I have not been a gracious person, nor a listener. I have been thoughtless of others, selfish, hard-hearted. I have not been a perfect wife, mother or friend. I am sad for the selfish child I sometimes was when my parents needed me, even though I was happily, actively, their primary family caregiver through their illnesses and senior years. This imperfect and so human past has encompassed the stages of my journey, the journey I still walk and will continue pursuing. I aspire to grace, wisdom, patience. Grace is such a broad virtue, embracing kindness, empathy, and patience. I want to be a more productive artist, to reach others through my writing, to give more of myself to everyone whom I encounter, to change the world for the better in whatever spheres I travel, (journey, again). These aspirations, however, are not a door out of guilt and beratement. Regret and hair shirts will not absolve the past nor undo what is done. I have acted from a place of good intention and from my best attempt. I begin to understand that I am in process. Just as a mosaic starts with broken pieces and a vision, and evolves in my hands to a completed piece, as new to me, as magical and unintentional as a farther shore, so a person progresses, with broken pieces, and illusory paths, dead ends and temporary campsites. This is the journey: let go the worry, the pressure, where is doesn't aid in your progress; tap into those emotions as they push you to your next resting place, but as with a journey, you may not reach the place you planned to get to, on the day you planned, or ever. Your path will turn with the vagaries of life, obstacles, unforeseen bridges and highways.

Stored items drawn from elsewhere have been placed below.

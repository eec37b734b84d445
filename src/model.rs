// src/model.rs
//! Typed match records.
//!
//! Input rows have a fixed positional layout:
//! `match #, red win, blue win, red 1, red 2, red 3, blue 1, blue 2, blue 3`.
//! Everything past the parsing boundary works with named fields only.

use std::fmt;

use serde::{Deserialize, Serialize};

use crate::error::ReportError;

pub type TeamNumber = u32;

pub const MATCH_HEADERS: [&str; 9] = [
    "Match", "Red win", "Blue win", "Red 1", "Red 2", "Red 3", "Blue 1", "Blue 2", "Blue 3",
];

pub const ENRICHED_HEADERS: [&str; 15] = [
    "Match", "Red win", "Blue win", "Red 1", "Red 2", "Red 3", "Blue 1", "Blue 2", "Blue 3",
    "Red 1 %", "Red 2 %", "Red 3 %", "Blue 1 %", "Blue 2 %", "Blue 3 %",
];

#[derive(Debug, Clone, Copy, PartialEq, Eq, Hash, Serialize, Deserialize)]
pub enum Alliance {
    Red,
    Blue,
}

impl fmt::Display for Alliance {
    fn fmt(&self, f: &mut fmt::Formatter<'_>) -> fmt::Result {
        match self {
            Alliance::Red => write!(f, "Red"),
            Alliance::Blue => write!(f, "Blue"),
        }
    }
}

/// What the two win flags say about a match.
#[derive(Debug, Clone, Copy, PartialEq, Eq)]
pub enum Outcome {
    RedWin,
    BlueWin,
    /// Both flags 0: tie or not scored yet.
    Undecided,
    /// Both flags 1.
    Tie,
}

#[derive(Debug, Clone, PartialEq, Eq, Serialize, Deserialize)]
pub struct MatchRecord {
    pub match_number: u32,
    pub red_win: bool,
    pub blue_win: bool,
    pub red: [TeamNumber; 3],
    pub blue: [TeamNumber; 3],
}

impl MatchRecord {
    pub const FIELD_COUNT: usize = 9;

    /// Build from the positional integer layout.
    pub fn from_fields(fields: &[i64]) -> Result<Self, ReportError> {
        if fields.len() != Self::FIELD_COUNT {
            return Err(ReportError::malformed(
                0,
                format!("expected {} fields, found {}", Self::FIELD_COUNT, fields.len()),
            ));
        }

        let match_number = u32::try_from(fields[0])
            .map_err(|_| ReportError::malformed(0, format!("bad match number {}", fields[0])))?;
        let red_win = flag(fields[1], "red win")?;
        let blue_win = flag(fields[2], "blue win")?;

        let mut teams = [0 as TeamNumber; 6];
        for (slot, &raw) in teams.iter_mut().zip(&fields[3..]) {
            *slot = TeamNumber::try_from(raw)
                .map_err(|_| ReportError::malformed(0, format!("bad team number {raw}")))?;
        }

        Ok(Self {
            match_number,
            red_win,
            blue_win,
            red: [teams[0], teams[1], teams[2]],
            blue: [teams[3], teams[4], teams[5]],
        })
    }

    /// Build from textual cells (CSV/TSV input). Cells are trimmed.
    pub fn from_row<S: AsRef<str>>(row: &[S]) -> Result<Self, ReportError> {
        let mut fields = Vec::with_capacity(row.len());
        for cell in row {
            let cell = cell.as_ref().trim();
            let v: i64 = cell
                .parse()
                .map_err(|_| ReportError::malformed(0, format!("not an integer: {cell:?}")))?;
            fields.push(v);
        }
        Self::from_fields(&fields)
    }

    pub fn roster(&self, alliance: Alliance) -> &[TeamNumber; 3] {
        match alliance {
            Alliance::Red => &self.red,
            Alliance::Blue => &self.blue,
        }
    }

    /// All six teams in report order: red1, red2, red3, blue1, blue2, blue3.
    pub fn teams(&self) -> impl Iterator<Item = (Alliance, TeamNumber)> + '_ {
        self.red
            .iter()
            .map(|&t| (Alliance::Red, t))
            .chain(self.blue.iter().map(|&t| (Alliance::Blue, t)))
    }

    pub fn alliance_of(&self, team: TeamNumber) -> Option<Alliance> {
        self.teams().find(|&(_, t)| t == team).map(|(a, _)| a)
    }

    pub fn outcome(&self) -> Outcome {
        match (self.red_win, self.blue_win) {
            (true, false) => Outcome::RedWin,
            (false, true) => Outcome::BlueWin,
            (false, false) => Outcome::Undecided,
            (true, true) => Outcome::Tie,
        }
    }

    pub fn to_row(&self) -> Vec<String> {
        let [r1, r2, r3] = self.red;
        let [b1, b2, b3] = self.blue;
        row![
            self.match_number,
            u8::from(self.red_win),
            u8::from(self.blue_win),
            r1, r2, r3, b1, b2, b3,
        ]
    }
}

fn flag(v: i64, what: &str) -> Result<bool, ReportError> {
    match v {
        0 => Ok(false),
        1 => Ok(true),
        other => Err(ReportError::malformed(0, format!("{what} must be 0 or 1, found {other}"))),
    }
}

/// A match followed by the win rate of each participating team, in
/// red1, red2, red3, blue1, blue2, blue3 order.
#[derive(Debug, Clone, PartialEq, Serialize, Deserialize)]
pub struct EnrichedMatchRecord {
    #[serde(flatten)]
    pub record: MatchRecord,
    pub win_rates: [f64; 6],
}

impl EnrichedMatchRecord {
    pub fn to_row(&self) -> Vec<String> {
        let mut out = self.record.to_row();
        out.extend(self.win_rates.iter().map(|r| format!("{r:.2}")));
        out
    }

    /// One comma-separated line, no trailing newline.
    pub fn to_line(&self) -> String {
        self.to_row().join(",")
    }
}

#[cfg(test)]
mod tests {
    use super::*;

    fn sample() -> MatchRecord {
        MatchRecord::from_fields(&[1, 1, 0, 6875, 4678, 3683, 6992, 6070, 3739]).unwrap()
    }

    #[test]
    fn fields_land_in_named_slots() {
        let m = sample();
        assert_eq!(m.match_number, 1);
        assert!(m.red_win && !m.blue_win);
        assert_eq!(m.red, [6875, 4678, 3683]);
        assert_eq!(m.blue, [6992, 6070, 3739]);
        assert_eq!(m.alliance_of(6070), Some(Alliance::Blue));
        assert_eq!(m.alliance_of(1), None);
    }

    #[test]
    fn short_record_is_malformed() {
        let err = MatchRecord::from_fields(&[1, 1, 0, 6875, 4678]).unwrap_err();
        assert!(matches!(err, ReportError::MalformedRecord { .. }));
    }

    #[test]
    fn win_flags_must_be_binary() {
        let err = MatchRecord::from_fields(&[1, 2, 0, 1, 2, 3, 4, 5, 6]).unwrap_err();
        assert!(err.to_string().contains("red win"));
    }

    #[test]
    fn negative_team_is_malformed() {
        assert!(MatchRecord::from_fields(&[1, 1, 0, 1, 2, 3, 4, 5, -6]).is_err());
    }

    #[test]
    fn text_row_trims_cells() {
        let m = MatchRecord::from_row(&[" 4", "0", "1 ", "3756", "9062", "4917", "2609", "5912", "772"]).unwrap();
        assert_eq!(m.outcome(), Outcome::BlueWin);
        assert_eq!(m.to_row().join(","), "4,0,1,3756,9062,4917,2609,5912,772");
    }

    #[test]
    fn non_numeric_cell_is_malformed() {
        assert!(MatchRecord::from_row(&["x", "0", "1", "1", "2", "3", "4", "5", "6"]).is_err());
    }

    #[test]
    fn teams_iterate_in_report_order() {
        let order: Vec<_> = sample().teams().map(|(_, t)| t).collect();
        assert_eq!(order, vec![6875, 4678, 3683, 6992, 6070, 3739]);
    }

    #[test]
    fn enriched_line_has_two_decimals() {
        let e = EnrichedMatchRecord { record: sample(), win_rates: [100.0, 60.0, 33.333, 0.0, 0.0, 0.0] };
        assert_eq!(e.to_line(), "1,1,0,6875,4678,3683,6992,6070,3739,100.00,60.00,33.33,0.00,0.00,0.00");
    }
}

I remember, anew, travelling with K, in Asia thirty-eight years ago. Each day was, in and of itself, to be lived, without thought of tomorrow or yesterday. We were where we were, we looked at what was there, who was there, how they lived. A major focus became where shall we eat today?! It did not matter that we were not at the end of the trip. That was a good thing! What learning, what joys we found, physical pleasures of delicious, sometimes strange foods, sunshine, new roads beneath our feet, homestays, hotels, hot baths and beaches.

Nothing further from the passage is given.